Stored items:
□ □ □ □ □ □ □

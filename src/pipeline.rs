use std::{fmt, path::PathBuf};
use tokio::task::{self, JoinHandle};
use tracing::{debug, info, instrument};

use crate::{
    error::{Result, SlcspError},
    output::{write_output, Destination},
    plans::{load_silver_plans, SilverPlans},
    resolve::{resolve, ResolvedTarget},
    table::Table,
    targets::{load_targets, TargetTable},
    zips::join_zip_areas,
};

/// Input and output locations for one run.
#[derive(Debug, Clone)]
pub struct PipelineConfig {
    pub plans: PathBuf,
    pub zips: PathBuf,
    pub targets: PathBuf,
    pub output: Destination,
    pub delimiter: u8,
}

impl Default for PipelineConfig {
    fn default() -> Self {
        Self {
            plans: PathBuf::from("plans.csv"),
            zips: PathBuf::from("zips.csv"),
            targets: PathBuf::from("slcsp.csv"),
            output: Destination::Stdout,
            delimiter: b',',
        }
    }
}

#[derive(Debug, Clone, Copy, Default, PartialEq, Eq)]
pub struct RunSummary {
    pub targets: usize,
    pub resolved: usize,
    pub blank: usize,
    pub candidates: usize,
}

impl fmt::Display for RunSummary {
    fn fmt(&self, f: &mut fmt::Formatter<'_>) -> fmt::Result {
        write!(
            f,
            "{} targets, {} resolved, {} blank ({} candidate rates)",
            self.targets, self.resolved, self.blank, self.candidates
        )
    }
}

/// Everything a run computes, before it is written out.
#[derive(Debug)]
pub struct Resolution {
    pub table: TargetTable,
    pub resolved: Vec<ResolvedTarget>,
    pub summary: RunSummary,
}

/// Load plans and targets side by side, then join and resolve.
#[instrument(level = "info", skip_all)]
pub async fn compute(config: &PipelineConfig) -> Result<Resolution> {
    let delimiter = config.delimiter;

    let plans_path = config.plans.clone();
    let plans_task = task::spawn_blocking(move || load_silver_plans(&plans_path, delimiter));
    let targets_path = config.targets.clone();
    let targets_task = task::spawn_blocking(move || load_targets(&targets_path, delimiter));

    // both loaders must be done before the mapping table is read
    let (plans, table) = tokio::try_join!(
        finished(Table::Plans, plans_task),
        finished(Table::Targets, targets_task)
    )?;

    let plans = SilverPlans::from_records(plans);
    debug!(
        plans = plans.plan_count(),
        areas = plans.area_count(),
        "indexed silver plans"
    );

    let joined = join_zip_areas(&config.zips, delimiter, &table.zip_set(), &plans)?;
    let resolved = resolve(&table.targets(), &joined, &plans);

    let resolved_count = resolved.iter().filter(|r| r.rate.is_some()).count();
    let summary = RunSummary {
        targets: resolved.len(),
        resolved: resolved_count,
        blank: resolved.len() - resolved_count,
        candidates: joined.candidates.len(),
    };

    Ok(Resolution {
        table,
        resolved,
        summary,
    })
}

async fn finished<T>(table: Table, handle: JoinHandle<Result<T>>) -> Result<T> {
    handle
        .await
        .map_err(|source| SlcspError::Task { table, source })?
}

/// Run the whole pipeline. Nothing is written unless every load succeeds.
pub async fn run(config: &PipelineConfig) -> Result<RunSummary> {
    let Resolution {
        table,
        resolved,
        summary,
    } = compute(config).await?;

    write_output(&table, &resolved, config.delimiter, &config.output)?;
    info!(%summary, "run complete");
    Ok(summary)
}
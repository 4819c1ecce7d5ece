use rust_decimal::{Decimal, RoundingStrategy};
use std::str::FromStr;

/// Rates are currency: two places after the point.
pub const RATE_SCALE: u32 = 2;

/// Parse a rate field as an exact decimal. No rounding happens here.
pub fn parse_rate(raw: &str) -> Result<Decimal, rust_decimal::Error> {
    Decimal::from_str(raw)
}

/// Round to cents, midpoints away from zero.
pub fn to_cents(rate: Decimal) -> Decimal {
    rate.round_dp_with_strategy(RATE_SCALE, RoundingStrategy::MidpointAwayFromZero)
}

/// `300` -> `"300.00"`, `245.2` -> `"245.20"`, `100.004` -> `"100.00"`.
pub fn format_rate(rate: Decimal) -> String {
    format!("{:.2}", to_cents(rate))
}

□ □ □ □ □ □ □

Work to complete
Output the records above precisely.

Finished exercise
filename src/pipeline.rs
use std::{fmt, path::PathBuf};
use tokio::task::{self, JoinHandle};
use tracing::{debug, info, instrument};

use crate::{
    error::{Result, SlcspError},
    output::{write_output, Destination},
    plans::{load_silver_plans, SilverPlans},
    resolve::{resolve, ResolvedTarget},
    table::Table,
    targets::{load_targets, TargetTable},
    zips::join_zip_areas,
};

/// Input and output locations for one run.
#[derive(Debug, Clone)]
pub struct PipelineConfig {
    pub plans: PathBuf,
    pub zips: PathBuf,
    pub targets: PathBuf,
    pub output: Destination,
    pub delimiter: u8,
}

impl Default for PipelineConfig {
    fn default() -> Self {
        Self {
            plans: PathBuf::from("plans.csv"),
            zips: PathBuf::from("zips.csv"),
            targets: PathBuf::from("slcsp.csv"),
            output: Destination::Stdout,
            delimiter: b',',
        }
    }
}

#[derive(Debug, Clone, Copy, Default, PartialEq, Eq)]
pub struct RunSummary {
    pub targets: usize,
    pub resolved: usize,
    pub blank: usize,
    pub candidates: usize,
}

impl fmt::Display for RunSummary {
    fn fmt(&self, f: &mut fmt::Formatter<'_>) -> fmt::Result {
        write!(
            f,
            "{} targets, {} resolved, {} blank ({} candidate rates)",
            self.targets, self.resolved, self.blank, self.candidates
        )
    }
}

/// Everything a run computes, before it is written out.
#[derive(Debug)]
pub struct Resolution {
    pub table: TargetTable,
    pub resolved: Vec<ResolvedTarget>,
    pub summary: RunSummary,
}

/// Load plans and targets side by side, then join and resolve.
#[instrument(level = "info", skip_all)]
pub async fn compute(config: &PipelineConfig) -> Result<Resolution> {
    let delimiter = config.delimiter;

    let plans_path = config.plans.clone();
    let plans_task = task::spawn_blocking(move || load_silver_plans(&plans_path, delimiter));
    let targets_path = config.targets.clone();
    let targets_task = task::spawn_blocking(move || load_targets(&targets_path, delimiter));

    // both loaders must be done before the mapping table is read
    let (plans, table) = tokio::try_join!(
        finished(Table::Plans, plans_task),
        finished(Table::Targets, targets_task)
    )?;

    let plans = SilverPlans::from_records(plans);
    debug!(
        plans = plans.plan_count(),
        areas = plans.area_count(),
        "indexed silver plans"
    );

    let joined = join_zip_areas(&config.zips, delimiter, &table.zip_set(), &plans)?;
    let resolved = resolve(&table.targets(), &joined, &plans);

    let resolved_count = resolved.iter().filter(|r| r.rate.is_some()).count();
    let summary = RunSummary {
        targets: resolved.len(),
        resolved: resolved_count,
        blank: resolved.len() - resolved_count,
        candidates: joined.candidates.len(),
    };

    Ok(Resolution {
        table,
        resolved,
        summary,
    })
}

async fn finished<T>(table: Table, handle: JoinHandle<Result<T>>) -> Result<T> {
    handle
        .await
        .map_err(|source| SlcspError::Task { table, source })?
}

/// Run the whole pipeline. Nothing is written unless every load succeeds.
pub async fn run(config: &PipelineConfig) -> Result<RunSummary> {
    let Resolution {
        table,
        resolved,
        summary,
    } = compute(config).await?;

    write_output(&table, &resolved, config.delimiter, &config.output)?;
    info!(%summary, "run complete");
    Ok(summary)
}
repository 4819c1ecce7d5ece
use rust_decimal::{Decimal, RoundingStrategy};
use std::str::FromStr;

/// Rates are currency: two places after the point.
pub const RATE_SCALE: u32 = 2;

/// Parse a rate field as an exact decimal. No rounding happens here.
pub fn parse_rate(raw: &str) -> Result<Decimal, rust_decimal::Error> {
    Decimal::from_str(raw)
}

/// Round to cents, midpoints away from zero.
pub fn to_cents(rate: Decimal) -> Decimal {
    rate.round_dp_with_strategy(RATE_SCALE, RoundingStrategy::MidpointAwayFromZero)
}

/// `300` -> `"300.00"`, `245.2` -> `"245.20"`, `100.004` -> `"100.00"`.
pub fn format_rate(rate: Decimal) -> String {
    format!("{:.2}", to_cents(rate))
}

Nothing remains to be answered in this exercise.